E³ 126b - Functional MRI of the kidneys: ready for prime time?
1. To learn about the technical issues of DWI.
2. To understand the physiological determinants of diffusion measurements.
3. To assess the role of DWI in clinical practice.
Diffusion-weighted MRI of the kidney has multiple applications in morphological renal imaging. Its applications in the functional field of parenchymal renal diseases are still to be defined. For morphological applications such as renal tumours or infections, 3 b-values are enough with calculation of an ADC-map based on a mono-exponential fit. For functional applications, the tendency goes toward more sophisticated approaches such as the IVIM technique with more b-values and a bi-exponential fit or characterisation of the diffusion tensor, based on acquisition of at least 6 directions, of diffusion encoding. All functional and tissue changes decreasing water movements or increasing the cell density in renal parenchyma can decrease diffusion coefficients. Renal ADC decrease is correlated with the degree of renal dysfunction in parenchymal diseases. Urinary obstruction and parenchymal processes such as inflammation or fibrosis also decrease the diffusion coefficients. In chronic diseases, tissue changes and fibrosis induce changes of the microarchitecture responsible for a decrease of renal anisotropy shown by diffusion tensor imaging.
1. To learn about the clinical indications for kidney perfusion imaging.
2. To become familiar with perfusion protocols for kidney perfusion imaging.
3. To learn about difficulties in kidney perfusion imaging.
Because of its high spatial resolution, magnetic resonance urography has demonstrated high accuracy in the morphologic assessment of urinary tract. More recently, functional MRU (fMRU) has shown feasibility in adults and children, using dynamic pulse sequences performed after injection of an intravenous bolus of gadolinium chelates (DCE-MRU), which allow calculating the split renal function (SRF) from time-intensity curves, where the Patlak method should be preferred to the area under the curve method. Using MRU to obtain both anatomical and functional information in a single examination without radiation would be beneficial, especially for follow-up in young patients. Complementary medico-economic analysis confirms the interest of a potential substitution of nuclear renal scintigraphy by fMRU as an adjunct to morphological MRU.
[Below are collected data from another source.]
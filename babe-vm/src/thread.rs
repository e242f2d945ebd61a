//! Cooperative green-thread scheduler and monitors (§4.F).
//!
//! The teacher's `exo-jvm/src/vm/thread.rs` models a Java thread as an OS
//! thread parked behind `parking_lot`; this implementation replaces that
//! entirely with the data-model's "value type (stack buffer + register
//! snapshot)" green thread, since spec.md explicitly calls native OS threads
//! a non-goal. What carries over from the teacher in spirit is the
//! `Arc<Mutex<_>>`-free, single-struct-owns-everything style: here a
//! `Scheduler` owns a flat `Vec<JavaThread>` and drives them round-robin
//! from one native call stack.

use std::collections::VecDeque;
use std::rc::Rc;

use tracing::{debug, trace};

use crate::error::{Result, VmError};
use crate::frame::Frame;
use crate::object::Reference;
use crate::vm::Vm;

#[derive(Debug, Clone, Copy, PartialEq, Eq)]
pub enum ThreadStatus {
    Runnable,
    Sleeping,
    Waiting,
    Blocked,
    Suspended,
    Terminated,
}

pub struct JavaThread {
    pub id: usize,
    pub name: String,
    pub status: ThreadStatus,
    pub daemon: bool,
    pub call_stack: Vec<Frame>,
    pub interrupted: bool,
    pub pending_exception: Option<Reference>,
    /// Wake time for `SLEEPING`/timed `WAITING`, in milliseconds since an
    /// arbitrary epoch fixed at scheduler construction (a monotonic counter
    /// rather than a wall clock, so the scheduler never needs to read the
    /// system clock from inside the interpreter loop).
    pub wake_at_ms: Option<u64>,
    /// Monitor this thread is blocked trying to enter, or waiting on.
    pub blocked_on: Option<Reference>,
}

impl JavaThread {
    fn new(id: usize, name: String, daemon: bool) -> Self {
        Self {
            id,
            name,
            status: ThreadStatus::Runnable,
            daemon,
            call_stack: Vec::new(),
            interrupted: false,
            pending_exception: None,
            wake_at_ms: None,
            blocked_on: None,
        }
    }

    pub fn push_frame(&mut self, frame: Frame) -> Result<()> {
        const MAX_FRAMES: usize = 4096;
        if self.call_stack.len() >= MAX_FRAMES {
            return Err(VmError::StackOverflow);
        }
        self.call_stack.push(frame);
        Ok(())
    }

    pub fn pop_frame(&mut self) -> Option<Frame> {
        self.call_stack.pop()
    }

    pub fn current_frame(&mut self) -> Option<&mut Frame> {
        self.call_stack.last_mut()
    }
}

/// A monitor lazily associated with an object on first `monitorenter`/
/// synchronized call. Reentry count and lock/wait queues per §3/§4.F.
#[derive(Default)]
pub struct Monitor {
    pub owner: Option<usize>,
    pub reentry: u32,
    pub lock_queue: VecDeque<usize>,
    pub wait_queue: VecDeque<usize>,
}

impl Monitor {
    /// Returns `true` if `thread` now owns the monitor (unowned or
    /// reentrant); `false` means it was enqueued and the caller must block.
    pub fn acquire(&mut self, thread: usize) -> bool {
        match self.owner {
            None => {
                self.owner = Some(thread);
                self.reentry = 1;
                true
            }
            Some(owner) if owner == thread => {
                self.reentry += 1;
                true
            }
            Some(_) => {
                self.lock_queue.push_back(thread);
                false
            }
        }
    }

    /// Releases one level of reentrancy; returns the next owner to wake, if
    /// the monitor became free.
    pub fn release(&mut self, thread: usize) -> Option<usize> {
        debug_assert_eq!(self.owner, Some(thread));
        self.reentry -= 1;
        if self.reentry == 0 {
            self.owner = None;
            let next = self.lock_queue.pop_front();
            if let Some(n) = next {
                self.owner = Some(n);
                self.reentry = 1;
            }
            next
        } else {
            None
        }
    }

    /// `wait`: the caller has already verified ownership. Saves the current
    /// reentry count, moves the thread to the wait queue, and fully
    /// releases ownership so another thread can proceed.
    pub fn enter_wait(&mut self, thread: usize) -> u32 {
        debug_assert_eq!(self.owner, Some(thread));
        let saved = self.reentry;
        self.owner = None;
        self.reentry = 0;
        self.wait_queue.push_back(thread);
        if let Some(next) = self.lock_queue.pop_front() {
            self.owner = Some(next);
            self.reentry = 1;
        }
        saved
    }

    pub fn notify_one(&mut self) {
        if let Some(t) = self.wait_queue.pop_front() {
            self.lock_queue.push_back(t);
        }
    }

    pub fn notify_all(&mut self) {
        self.lock_queue.extend(self.wait_queue.drain(..));
    }
}

/// Round-robin cooperative scheduler over every live `JavaThread`, plus the
/// monitor table keyed by the monitored object's heap reference.
pub struct Scheduler {
    pub threads: Vec<JavaThread>,
    pub monitors: ahash::AHashMap<Reference, Monitor>,
    pub current: usize,
    /// Bytecodes remaining before the next scheduling point, per §4.F's
    /// "fixed bytecode quantum".
    pub quantum: u32,
    pub clock_ms: u64,
    /// Maps a `java.lang.Thread` object to the scheduler id running it, set
    /// by `Thread.start`; `join`/`interrupt` look the target thread up
    /// through this rather than assuming the calling thread's own id.
    pub thread_handles: ahash::AHashMap<Reference, usize>,
    next_id: usize,
}

const DEFAULT_QUANTUM: u32 = 10_000;

impl Scheduler {
    pub fn new() -> Self {
        Self {
            threads: Vec::new(),
            monitors: ahash::AHashMap::new(),
            current: 0,
            quantum: DEFAULT_QUANTUM,
            clock_ms: 0,
            thread_handles: ahash::AHashMap::new(),
            next_id: 0,
        }
    }

    pub(crate) fn spawn(&mut self, name: String, daemon: bool) -> usize {
        let id = self.next_id;
        self.next_id += 1;
        self.threads.push(JavaThread::new(id, name, daemon));
        id
    }

    /// Construct the initial thread, resolve `main_class`'s `main(String[])`,
    /// build the argument array, and push the resulting frame so the
    /// interpreter has something to run as soon as this thread is scheduled.
    pub fn spawn_main(&mut self, vm: Rc<Vm>, main_class: &str, args: &[String]) -> Result<()> {
        let id = self.spawn(format!("main:{main_class}"), false);
        let class_name: Vec<u8> = main_class.bytes().map(|b| if b == b'.' { b'/' } else { b }).collect();
        let clazz = vm.resolve_class(Reference::NULL, &class_name)?;
        let method = crate::class::find_method(&clazz, b"main", b"([Ljava/lang/String;)V")
            .ok_or_else(|| VmError::NoSuchMethod(format!("{main_class}.main([Ljava/lang/String;)V")))?;
        let string_clazz = vm.resolve_class(Reference::NULL, b"java/lang/String")?;
        let mut refs = Vec::with_capacity(args.len());
        for a in args {
            refs.push(vm.intern_string(a.as_bytes())?);
        }
        let array = crate::interp::allocate_string_array(&vm, string_clazz, &refs)?;
        let max_locals = match &method.body {
            crate::class::MethodBody::Java(code) => code.max_locals as usize,
            _ => 1,
        };
        let frame = Frame::new(method, clazz, max_locals, &[crate::object::Cell::from_ref(array)]);
        self.threads[id].push_frame(frame)?;
        debug!(thread = id, class = main_class, "spawned main thread");
        Ok(())
    }

    pub fn current_thread(&mut self) -> &mut JavaThread {
        &mut self.threads[self.current]
    }

    fn non_daemon_count(&self) -> usize {
        self.threads.iter().filter(|t| !t.daemon && t.status != ThreadStatus::Terminated).count()
    }

    /// Advance SLEEPING threads whose wake time has passed, then pick the
    /// next RUNNABLE thread round-robin. Returns `false` when no non-daemon
    /// thread remains, signalling VM exit per §4.F/§5.
    pub fn schedule_next(&mut self) -> bool {
        for t in &mut self.threads {
            if t.status == ThreadStatus::Sleeping {
                if let Some(wake) = t.wake_at_ms {
                    if wake <= self.clock_ms {
                        t.status = ThreadStatus::Runnable;
                        t.wake_at_ms = None;
                    }
                }
            }
        }
        if self.non_daemon_count() == 0 {
            return false;
        }
        let n = self.threads.len();
        for step in 1..=n {
            let idx = (self.current + step) % n;
            if self.threads[idx].status == ThreadStatus::Runnable {
                self.current = idx;
                self.quantum = DEFAULT_QUANTUM;
                trace!(thread = idx, "scheduled");
                return true;
            }
        }
        // Nothing runnable right now but non-daemon threads exist: advance
        // the clock to the earliest wake time and retry once.
        if let Some(next_wake) = self.threads.iter().filter_map(|t| t.wake_at_ms).min() {
            self.clock_ms = next_wake;
            return self.schedule_next();
        }
        true
    }

    pub fn monitor_acquire(&mut self, obj: Reference, thread: usize) -> bool {
        let acquired = self.monitors.entry(obj).or_default().acquire(thread);
        if !acquired {
            self.threads[thread].status = ThreadStatus::Blocked;
            self.threads[thread].blocked_on = Some(obj);
        }
        acquired
    }

    /// Whether `thread` currently holds `obj`'s monitor; used to turn a
    /// synchronized frame's pop into `IllegalMonitorStateException` if the
    /// owning thread never actually holds the lock it's meant to release.
    pub fn monitor_owned_by(&self, obj: Reference, thread: usize) -> bool {
        self.monitors.get(&obj).and_then(|m| m.owner) == Some(thread)
    }

    pub fn monitor_release(&mut self, obj: Reference, thread: usize) {
        if let Some(m) = self.monitors.get_mut(&obj) {
            if let Some(next) = m.release(thread) {
                self.threads[next].status = ThreadStatus::Runnable;
                self.threads[next].blocked_on = None;
            }
        }
    }

    pub fn monitor_wait(&mut self, obj: Reference, thread: usize, timeout_ms: Option<u64>) -> Result<u32> {
        let saved = {
            let m = self.monitors.entry(obj).or_default();
            if m.owner != Some(thread) {
                return Err(VmError::IllegalMonitorState);
            }
            m.enter_wait(thread)
        };
        self.threads[thread].status = ThreadStatus::Waiting;
        self.threads[thread].wake_at_ms = timeout_ms.map(|t| self.clock_ms + t);
        if let Some(next) = self.monitors.get(&obj).and_then(|m| m.owner) {
            self.threads[next].status = ThreadStatus::Runnable;
        }
        Ok(saved)
    }

    pub fn monitor_notify(&mut self, obj: Reference, all: bool) {
        if let Some(m) = self.monitors.get_mut(&obj) {
            if all {
                m.notify_all();
            } else {
                m.notify_one();
            }
            for t in m.lock_queue.iter().copied().collect::<Vec<_>>() {
                if self.threads[t].status == ThreadStatus::Waiting {
                    self.threads[t].status = ThreadStatus::Blocked;
                    self.threads[t].wake_at_ms = None;
                }
            }
        }
    }

    /// `interrupt(thread)`: set the flag; if SLEEPING/WAITING, wake it with
    /// a pending `InterruptedException` rather than waiting for the timeout.
    pub fn interrupt(&mut self, thread: usize) {
        let t = &mut self.threads[thread];
        t.interrupted = true;
        if matches!(t.status, ThreadStatus::Sleeping | ThreadStatus::Waiting) {
            t.status = ThreadStatus::Runnable;
            t.wake_at_ms = None;
        }
    }
}

impl Default for Scheduler {
    fn default() -> Self {
        Self::new()
    }
}

#[cfg(test)]
mod tests {
    use super::*;

    #[test]
    fn monitor_reentry_round_trips() {
        let mut m = Monitor::default();
        assert!(m.acquire(1));
        assert!(m.acquire(1));
        assert_eq!(m.reentry, 2);
        assert!(m.release(1).is_none());
        assert_eq!(m.release(1), None);
        assert_eq!(m.owner, None);
    }

    #[test]
    fn contended_acquire_enqueues_and_wakes_on_release() {
        let mut m = Monitor::default();
        assert!(m.acquire(1));
        assert!(!m.acquire(2));
        assert_eq!(m.release(1), Some(2));
        assert_eq!(m.owner, Some(2));
    }

    #[test]
    fn scheduler_exits_when_no_non_daemon_threads_remain() {
        let mut s = Scheduler::new();
        let id = s.spawn("only".into(), false);
        s.threads[id].status = ThreadStatus::Terminated;
        assert!(!s.schedule_next());
    }
}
1. To understand the physiological and technical basis of blood oxygen level-dependent (BOLD) imaging of the kidneys.
2. To learn typical findings of BOLD-MRI in patients with kidney disease.
3. To review the physics and technique of arterial spin labelling (ASL) perfusion measurements of the kidneys.
4. To see typical findings of ASL measurements in patients with kidney diseases.
In functional renal magnetic resonance imaging (MRI) advanced techniques are used to obtain functional and molecular information from the state of the kidney. In blood oxygenation level-dependent (BOLD) MRI, the susceptibility difference between oxyhaemoglobin (diamagnetic) and deoxyhaemoglobin (paramagnetic) is used to extract information on tissue oxygenation, which is interesting because of the physiological hypoxia in the renal medulla. BOLD MRI, therefore, may be applied to non-invasively assess renal oxygenation and the oxygen metabolism of the kidneys. Arterial spin labelling (ASL) is a non-invasive technique, which uses radiofrequency-labelled blood water as endogenous tracer to visualize and quantify renal perfusion. Using the extended Bloch equations, quantitative perfusion values in ml/100 g/min can be calculated.